Of the 402 included RCTs, 10 were reported in two reviews; thus, 392 unique RCTs were assessed. Since the number of overlapping RCTs is so little (<2.5%), we based our analysis on the 402 RoB assessments. Moreover, the RoB assessments of the overlapping RCTs were often different between reviews (data not shown).
In total, 2,356 items were assessed (mean number of items per RCT 5.9, standard deviation 1.8).
As explained before, review authors used different versions of the Cochrane RoB tool, which resulted in a different total number of assessment per item. All items of the standard Cochrane RoB tool  were assessed more than 100 times: random sequence generation (n = 384), allocation concealment (n = 399), blinding of participants and personnel (n = 137), blinding of outcome assessment (n = 130), blinding (n = 227), incomplete outcome data (n = 345), selective reporting (n = 337) and other bias (n = 273). All other items were assessed <20 times (Additional file 2). For readability of the remainder of this paper, in our following analyses we only assessed the items from the standard Cochrane RoB tool . Together, these items constituted 2,232 (94.7%) of all 2,356 RoB assessments and therefore form a representative sample of our data. Thirty-six studies (9.0%) had a low RoB on all assessed items, and 208 studies (51.7%) had at least one item with a high RoB.

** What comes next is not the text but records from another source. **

// ══════════════════════════════════════════════════════════════
// Interactions
// ══════════════════════════════════════════════════════════════

/// Bumping an unused question block from below pays out its reward.
fn resolve_question_block(world: &mut World, report: &CollisionReport, events: &mut Vec<GameEvent>) {
    let Some(hit) = report.ceiling_tile else { return };
    if hit.kind != TileKind::Question { return; }

    let pos = TilePos::new(hit.tx, hit.ty);
    let reward = match world.level.question_blocks.get_mut(&pos) {
        Some(block) if !block.used => {
            block.used = true;
            block.reward
        }
        _ => return,
    };
    events.push(GameEvent::BlockBumped { x: hit.tx, y: hit.ty });

    match reward {
        ItemKind::Coin => collect_coin(world, events),
        ItemKind::PowerItem => world.spawn_emerging_power(hit.tx, hit.ty),
    }
}

fn collect_coin(world: &mut World, events: &mut Vec<GameEvent>) {
    world.coins_collected += 1;
    world.score += world.config.scoring.coin;
    events.push(GameEvent::CoinCollected { total: world.coins_collected });
}

fn resolve_pickups(world: &mut World, events: &mut Vec<GameEvent>) {
    let mut picked = vec![];
    for item in world.items.iter_mut() {
        if !item.body.active || !item.is_emerged() { continue; }
        if !world.player.body.overlaps(&item.body) { continue; }
        item.body.active = false;
        picked.push(item.kind);
    }

    for kind in picked {
        match kind {
            ItemKind::Coin => collect_coin(world, events),
            ItemKind::PowerItem => {
                world.player.power_level = world.player.power_level.max(1);
                world.score += world.config.scoring.power_item;
                events.push(GameEvent::PowerUp { level: world.player.power_level });
            }
        }
    }
}

fn resolve_projectile_hits(world: &mut World, events: &mut Vec<GameEvent>) {
    for p in world.projectiles.iter_mut() {
        if !p.body.active { continue; }
        let Some(enemy) = world.enemies.iter_mut()
            .find(|e| e.body.active && e.body.overlaps(&p.body))
        else { continue };
        enemy.body.active = false;
        p.body.active = false;
        world.score += world.config.scoring.shot;
        events.push(GameEvent::EnemyShot { id: enemy.id });
    }
}

/// Stomp or get hurt. Returns true if the player lost a life.
fn resolve_enemy_contact(
    world: &mut World,
    prev_bottom: f32,
    descending: bool,
    events: &mut Vec<GameEvent>,
) -> bool {
    let mut hurt = false;
    for i in 0..world.enemies.len() {
        let enemy = &world.enemies[i];
        if !enemy.body.active || !world.player.body.overlaps(&enemy.body) { continue; }

        if descending && prev_bottom <= enemy.body.y + STOMP_TOLERANCE {
            let id = enemy.id;
            world.enemies[i].body.active = false;
            world.score += world.config.scoring.stomp;
            world.player.body.vy = world.config.physics.stomp_bounce;
            world.player.on_ground = false;
            events.push(GameEvent::EnemyStomped { id });
        } else if world.player.invulnerable <= 0.0 {
            hurt = true;
            break;
        }
    }

    if hurt {
        world.lose_life("Ouch!", events);
    }
    hurt
}

/// Fall-out and time-out. Returns true if the player lost a life.
fn resolve_hazards(world: &mut World, fell_out: bool, dt: f32, events: &mut Vec<GameEvent>) -> bool {
    if fell_out {
        world.lose_life("Fell!", events);
        return true;
    }
    world.time_left -= dt;
    if world.time_left <= 0.0 {
        world.time_left = 0.0;
        world.lose_life("Time up!", events);
        return true;
    }
    false
}

fn resolve_goal(world: &mut World, events: &mut Vec<GameEvent>) {
    let (gx, gy, gw, gh) = world.goal_rect();
    if !world.player.body.overlaps_rect(gx, gy, gw, gh) { return; }

    if world.level.goal_requires_all_coins && world.coins_collected < world.level.coin_target {
        world.notify_missing_coins();
        return;
    }
    world.complete_level(events);
}

fn drop_inactive(world: &mut World) {
    world.enemies.retain(|e| e.body.active);
    world.items.retain(|i| i.body.active);
    world.projectiles.retain(|p| p.body.active);
}
/// Entities: shared `Body` plus the per-type records (Enemy, Item, Projectile).
/// The Player lives in `player.rs`; walker AI lives in `ai.rs`.
///
/// Entities are destroyed by clearing `body.active`; the step filters
/// inactive records once, after all interactions have run.

use serde::Serialize;

use super::physics::{self, MoveOptions};
use super::tile::TileGrid;
use crate::config::GameConfig;

#[derive(Clone, Copy, PartialEq, Eq, Debug, Default, Serialize)]
#[serde(rename_all = "snake_case")]
pub enum Facing {
    Left,
    #[default]
    Right,
}

impl Facing {
    /// -1.0 for left, 1.0 for right.
    pub fn sign(self) -> f32 {
        match self {
            Facing::Left => -1.0,
            Facing::Right => 1.0,
        }
    }
}

// ══════════════════════════════════════════════════════════════
// Body: axis-aligned box, top-left origin, y grows downward
// ══════════════════════════════════════════════════════════════

#[derive(Clone, Copy, PartialEq, Debug, Default)]
pub struct Body {
    pub x: f32,
    pub y: f32,
    pub w: f32,
    pub h: f32,
    pub vx: f32,
    pub vy: f32,
    pub active: bool,
}

impl Body {
    pub fn new(x: f32, y: f32, w: f32, h: f32) -> Self {
        Body { x, y, w, h, vx: 0.0, vy: 0.0, active: true }
    }

    /// Body sized `w × h` standing on the floor of tile `(tx, ty)`,
    /// horizontally centred in the tile.
    pub fn on_tile(tx: usize, ty: usize, w: f32, h: f32, tile_size: f32) -> Self {
        let x = tx as f32 * tile_size + (tile_size - w) / 2.0;
        let y = (ty as f32 + 1.0) * tile_size - h;
        Body::new(x, y, w, h)
    }

    pub fn right(&self) -> f32 { self.x + self.w }
    pub fn bottom(&self) -> f32 { self.y + self.h }
    pub fn center_x(&self) -> f32 { self.x + self.w / 2.0 }

    /// Strict AABB overlap (touching edges do not count).
    pub fn overlaps(&self, other: &Body) -> bool {
        self.x < other.right()
            && self.right() > other.x
            && self.y < other.bottom()
            && self.bottom() > other.y
    }

    /// Overlap against a raw rectangle.
    pub fn overlaps_rect(&self, x: f32, y: f32, w: f32, h: f32) -> bool {
        self.x < x + w && self.right() > x && self.y < y + h && self.bottom() > y
    }
}

// ══════════════════════════════════════════════════════════════
// Enemy
// ══════════════════════════════════════════════════════════════

#[derive(Clone, Copy, PartialEq, Eq, Debug, Serialize)]
#[serde(rename_all = "snake_case")]
pub enum EnemyKind {
    Walker,
}

#[derive(Clone, Debug)]
pub struct Enemy {
    pub id: u32,
    pub kind: EnemyKind,
    pub body: Body,
    pub direction: f32,  // -1.0 or 1.0
    pub min_x: f32,      // patrol bounds (pixels, body left edge)
    pub max_x: f32,
    pub on_ground: bool,
    pub walk_timer: f32,
    pub walk_frame: u8,  // 0/1 cosmetic walk cycle
}

impl Enemy {
    /// Walker spawned on tile `(tx, ty)` patrolling `radius` tiles each way.
    pub fn walker(id: u32, tx: usize, ty: usize, radius: u32, config: &GameConfig) -> Self {
        let ts = config.physics.tile_size;
        let (w, h) = (config.enemy.width, config.enemy.height);
        let body = Body::on_tile(tx, ty, w, h, ts);
        let r = radius.max(1) as f32;
        let min_x = ((tx as f32 - r) * ts).max(0.0);
        let max_x = ((tx as f32 + r + 1.0) * ts - w).max(min_x);
        Enemy {
            id,
            kind: EnemyKind::Walker,
            body,
            direction: -1.0,
            min_x,
            max_x,
            on_ground: false,
            walk_timer: 0.0,
            walk_frame: 0,
        }
    }
}

// ══════════════════════════════════════════════════════════════
// Item
// ══════════════════════════════════════════════════════════════

#[derive(Clone, Copy, PartialEq, Eq, Debug, Serialize)]
#[serde(rename_all = "snake_case")]
pub enum ItemKind {
    Coin,
    PowerItem,
}

impl ItemKind {
    /// Authoring name → kind. Accepts the power-item aliases.
    pub fn from_name(name: &str) -> Option<ItemKind> {
        match name.trim().to_ascii_lowercase().as_str() {
            "coin" => Some(ItemKind::Coin),
            "power" | "power_item" | "powerup" | "mushroom" => Some(ItemKind::PowerItem),
            _ => None,
        }
    }
}

#[derive(Clone, Debug)]
pub struct Item {
    pub id: u32,
    pub kind: ItemKind,
    pub body: Body,
    pub bob_timer: f32,
    /// Seconds left rising out of a block. Zero once emerged.
    pub emerge_remaining: f32,
    pub emerge_rate: f32,
    pub direction: f32,
}

impl Item {
    pub fn coin(id: u32, tx: usize, ty: usize, config: &GameConfig) -> Self {
        let ts = config.physics.tile_size;
        let s = config.item.coin_size;
        // Coins float in the middle of their tile.
        let body = Body::new(
            tx as f32 * ts + (ts - s) / 2.0,
            ty as f32 * ts + (ts - s) / 2.0,
            s, s,
        );
        Item { id, kind: ItemKind::Coin, body, bob_timer: 0.0, emerge_remaining: 0.0, emerge_rate: 0.0, direction: 0.0 }
    }

    /// Power item resting on tile `(tx, ty)`, already emerged.
    pub fn power(id: u32, tx: usize, ty: usize, config: &GameConfig) -> Self {
        let ts = config.physics.tile_size;
        let s = config.item.power_size;
        let mut body = Body::on_tile(tx, ty, s, s, ts);
        body.vx = config.item.power_speed;
        Item { id, kind: ItemKind::PowerItem, body, bob_timer: 0.0, emerge_remaining: 0.0, emerge_rate: 0.0, direction: 1.0 }
    }

    /// Power item rising out of the block at `(tx, ty)`: starts inside the
    /// block and ends resting on top of it after `emerge_secs`.
    pub fn emerging_power(id: u32, tx: usize, ty: usize, config: &GameConfig) -> Self {
        let ts = config.physics.tile_size;
        let s = config.item.power_size;
        let secs = config.item.emerge_secs.max(0.0);
        let body = Body::new(
            tx as f32 * ts + (ts - s) / 2.0,
            (ty as f32 + 1.0) * ts - s,
            s, s,
        );
        let (remaining, rate) = if secs > 0.0 { (secs, ts / secs) } else { (0.0, 0.0) };
        let mut item = Item {
            id, kind: ItemKind::PowerItem, body,
            bob_timer: 0.0, emerge_remaining: remaining, emerge_rate: rate, direction: 1.0,
        };
        if remaining == 0.0 {
            item.body.y -= ts;
            item.body.vx = config.item.power_speed;
        }
        item
    }

    pub fn is_emerged(&self) -> bool {
        self.emerge_remaining <= 0.0
    }

    /// Coins only bob. Power items emerge, then walk with gravity.
    pub fn update(&mut self, grid: &TileGrid, config: &GameConfig, dt: f32) {
        if !self.body.active { return; }
        self.bob_timer += dt;
        if self.kind == ItemKind::Coin { return; }

        if self.emerge_remaining > 0.0 {
            let t = dt.min(self.emerge_remaining);
            self.body.y -= self.emerge_rate * t;
            self.emerge_remaining -= t;
            if self.emerge_remaining <= 0.0 {
                self.emerge_remaining = 0.0;
            }
            return;
        }

        let p = &config.physics;
        self.body.vx = self.direction * config.item.power_speed;
        self.body.vy = (self.body.vy + p.gravity * dt).min(p.max_fall_speed);
        let report = physics::move_with_collisions(&mut self.body, grid, dt, MoveOptions::default());
        if report.hit_left || report.hit_right {
            self.direction = -self.direction;
        }
        if report.fell_out {
            self.body.active = false;
        }
    }
}

// ══════════════════════════════════════════════════════════════
// Projectile
// ══════════════════════════════════════════════════════════════

#[derive(Clone, Debug)]
pub struct Projectile {
    pub id: u32,
    pub body: Body,
    pub direction: f32,
    pub lifespan: f32,
}

impl Projectile {
    /// Launched from the front of `from` at mid height.
    pub fn fire(id: u32, from: &Body, facing: Facing, config: &GameConfig) -> Self {
        let pc = &config.projectile;
        let dir = facing.sign();
        let x = if dir > 0.0 { from.right() } else { from.x - pc.size };
        let y = from.y + from.h / 2.0 - pc.size / 2.0;
        let mut body = Body::new(x, y, pc.size, pc.size);
        body.vx = dir * pc.speed;
        body.vy = pc.launch_vy;
        Projectile { id, body, direction: dir, lifespan: pc.lifespan }
    }

    /// Any tile contact or expiry ends the projectile.
    pub fn update(&mut self, grid: &TileGrid, config: &GameConfig, dt: f32) {
        if !self.body.active { return; }
        self.lifespan -= dt;
        if self.lifespan <= 0.0 {
            self.body.active = false;
            return;
        }
        self.body.vy = (self.body.vy + config.projectile.gravity * dt).min(config.physics.max_fall_speed);
        let report = physics::move_with_collisions(&mut self.body, grid, dt, MoveOptions::default());
        if report.any_contact() {
            self.body.active = false;
        }
    }
}

#[cfg(test)]
mod tests {
    use super::*;
    use crate::domain::tile::TileKind;

    fn tiles_from(rows: &[&str]) -> TileGrid {
        let width = rows.iter().map(|r| r.len()).max().unwrap_or(0);
        let tiles = rows.iter()
            .map(|r| {
                let mut row: Vec<TileKind> = r.chars().map(TileKind::from_char).collect();
                row.resize(width, TileKind::Empty);
                row
            })
            .collect();
        TileGrid::new(tiles, width, 32.0)
    }

    #[test]
    fn item_aliases() {
        assert_eq!(ItemKind::from_name("coin"), Some(ItemKind::Coin));
        assert_eq!(ItemKind::from_name("Mushroom"), Some(ItemKind::PowerItem));
        assert_eq!(ItemKind::from_name("powerup"), Some(ItemKind::PowerItem));
        assert_eq!(ItemKind::from_name("star"), None);
    }

    #[test]
    fn walker_bounds_follow_radius() {
        let cfg = GameConfig::default();
        let e = Enemy::walker(1, 5, 3, 2, &cfg);
        assert_eq!(e.min_x, 3.0 * 32.0);
        assert_eq!(e.max_x, 8.0 * 32.0 - 28.0);
    }

    #[test]
    fn power_item_rises_then_walks() {
        let cfg = GameConfig::default();
        let grid = tiles_from(&[
            "......",
            "..?...",
            "......",
            "######",
        ]);
        let mut item = Item::emerging_power(1, 2, 1, &cfg);
        let start_y = item.body.y;
        assert!(!item.is_emerged());
        for _ in 0..40 {
            item.update(&grid, &cfg, 1.0 / 60.0);
        }
        assert!(item.is_emerged());
        assert!(item.body.y < start_y);
        assert!(item.body.vx.abs() > 0.0);
    }

    #[test]
    fn projectile_dies_on_wall() {
        let cfg = GameConfig::default();
        let grid = tiles_from(&[
            "......#",
            "......#",
            "#######",
        ]);
        let shooter = Body::on_tile(3, 1, 24.0, 30.0, 32.0);
        let mut p = Projectile::fire(1, &shooter, Facing::Right, &cfg);
        for _ in 0..30 {
            p.update(&grid, &cfg, 1.0 / 60.0);
        }
        assert!(!p.body.active);
    }

    #[test]
    fn projectile_expires() {
        let cfg = GameConfig::default();
        let grid = tiles_from(&["...................................................."]);
        let shooter = Body::new(0.0, -400.0, 24.0, 30.0);
        let mut p = Projectile::fire(1, &shooter, Facing::Right, &cfg);
        p.lifespan = 0.05;
        p.update(&grid, &cfg, 0.03);
        assert!(p.body.active);
        p.update(&grid, &cfg, 0.03);
        assert!(!p.body.active);
    }
}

Figures 2a-h show the proportions of low, unclear and high RoB per item per time stratum (for the data tables of these figures, see Additional file 3). For example in Fig. 2a the development of RoB over time for random sequence generation is depicted. Before 1990, 28% of RCTs had a low RoB for random sequence generation, whereas the proportion of RCTs with a low RoB was 70% for RCTs published between 2006–2012. Between these two time strata, a gradual increase in the proportion of low RoB can be observed. The proportion of items that were assessed as unclear RoB gradually declined from 61% (<1990) to 24% (2006–2012), and the proportion of items that were assessed as high RoB slightly declined (<1990: 11%, 2006–2012: 5%). For other items, the development over time is less gradually (e.g. blinding outcome assessment).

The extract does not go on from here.